Both models have high-capacity batteries, with final specifications coming to 3,020 mAh for the Nova and 3,340 mAh for the Nova Plus. The Smart Power 4.0 software comes pre-installed on both phones and controls and optimizes battery performance and app power consumption.

Both models are equipped with an octa-core 14 nm Snapdragon 625 processor that computes at speeds of 2 GHz. The chipset specializes in increasing the phone's performance and reducing power consumption.

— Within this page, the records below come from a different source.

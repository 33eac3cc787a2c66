//! Material node-graph shader source generator.
//!
//! Takes a directed graph of typed operation nodes and lowers it to HLSL
//! source text: topological sort, per-node-kind emission, name
//! uniquification, scalar/vector promotion casts and optional single-use
//! inlining. Rendering, physics and the editing UI are external; the only
//! contract here is graph in, shader text (plus resource slot maps) out.

pub mod analyzers;
pub mod context;
pub mod error;
pub mod generator;
pub mod graph;
pub mod table;
pub mod types;
pub mod writer;


pub use context::{Definition, GenerationContext, Resolved};
pub use error::{GeneratorError, Result};
pub use generator::{Generated, IOSignature, ShaderGenerator, SignatureDef};
pub use graph::{Graph, Link, Node, NodeId, NodeKind, Pin, PinKind};
pub use table::{Operation, StructDef, StructField, VariableTable};
pub use types::{ScalarKind, SType, TextureKind};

The Nova and Nova Plus support GSM, UMTS, LTE-TDD and LTE-FDD networks (supported bands vary by models). The Chinese edition of the Nova also supports TD-SCDMA and CDMA2000 1xEV-DO networks. In some countries, a Dual SIM version is available. Both smartphones also support near-field communications (NFC) and Android Pay.

The Nova's rear camera is 12 megapixels with a 1.25 micrometer sensor. It works indoors, showing realistic colors and shadows. The Nova also supports fast autofocus. The rear camera of the Nova Plus is larger, coming in at 16 megapixels. Both phones are equipped with an 8-megapixel front camera and support 4K video recording. They also feature DTS Headphone:X technology.

Both models come in silver, grey, and gold. They are equipped with 3 GB RAM, 32 GB ROM, and microSD support up to 128 GB. In China, the Nova comes in white, black, rose gold, and silver. The hardware configuration is higher than the worldwide version, which is equipped with 4 GB RAM and 64 GB ROM.

===Software===
The Nova and the Nova Plus are preloaded with Android 6.0 "Marshmallow" and Huawei's Emotion UI (EMUI) 4.1, but users can also switch to the Google Now Launcher. The phones also include a battery manager, giving users a high level of control over battery-related features. They also offer an ultra power saving mode, which will disable everything except calls and messages and activate a simple, monochromatic interface.

Both phones' cameras offer built-in filters, which include options for car light trails, light graffiti, silky water, and star track. They also offer some modes, including super night mode, slow-motion mode, all-focus mode and a full manual mode (professional mode). The Nova and the Nova Plus also include Beauty Makeup 2.0 and Beautiful Skin 3.0, which apply cosmetic effects and skin smoothing filters to create more flattering images.

==Release==
The Nova and the Nova Plus went on sale in October 2016 in over 50 countries, with the Nova starting from €399 and the Nova Plus starting from €429.

In China, Zhang Yixing and Guan Xiaotong are spokespersons of Huawei Nova. In time for the production of Huawei's 100 millionth smartphone, Huawei gifted limited edition versions of the Nova to them. The limited edition's back is printed "100000000," "2016年华为手机第1亿部" (Huawei's 100 millionth smartphone in 2016) and "2016.10.14."

==Reception==
Vlad Savov, writing for The Verge, said that "the Nova is a good-looking device with a build quality that matches or exceeds the best in its targeted price range, which the company describes with the cringe-inducing language of aiming for young 'dynamic aspirers.'"

It concluded that the Nova will be cheap enough for those who cannot afford a flagship device. The website Slashgear also reviewed the device and said, "Huawei, though, didn’t get that memo, and proceeded to aggressively challenge the status quo with several devices that could compete on thinness, metal construction, and design."

The website Recombu said, "...there’s plenty of cool touches to help the Nova stand out in a crowded market."

===Sales===
The CEO of Smartphone Division of Huawei Customer BG, He Gang, said the Nova will achieve a sales target of 10 million units.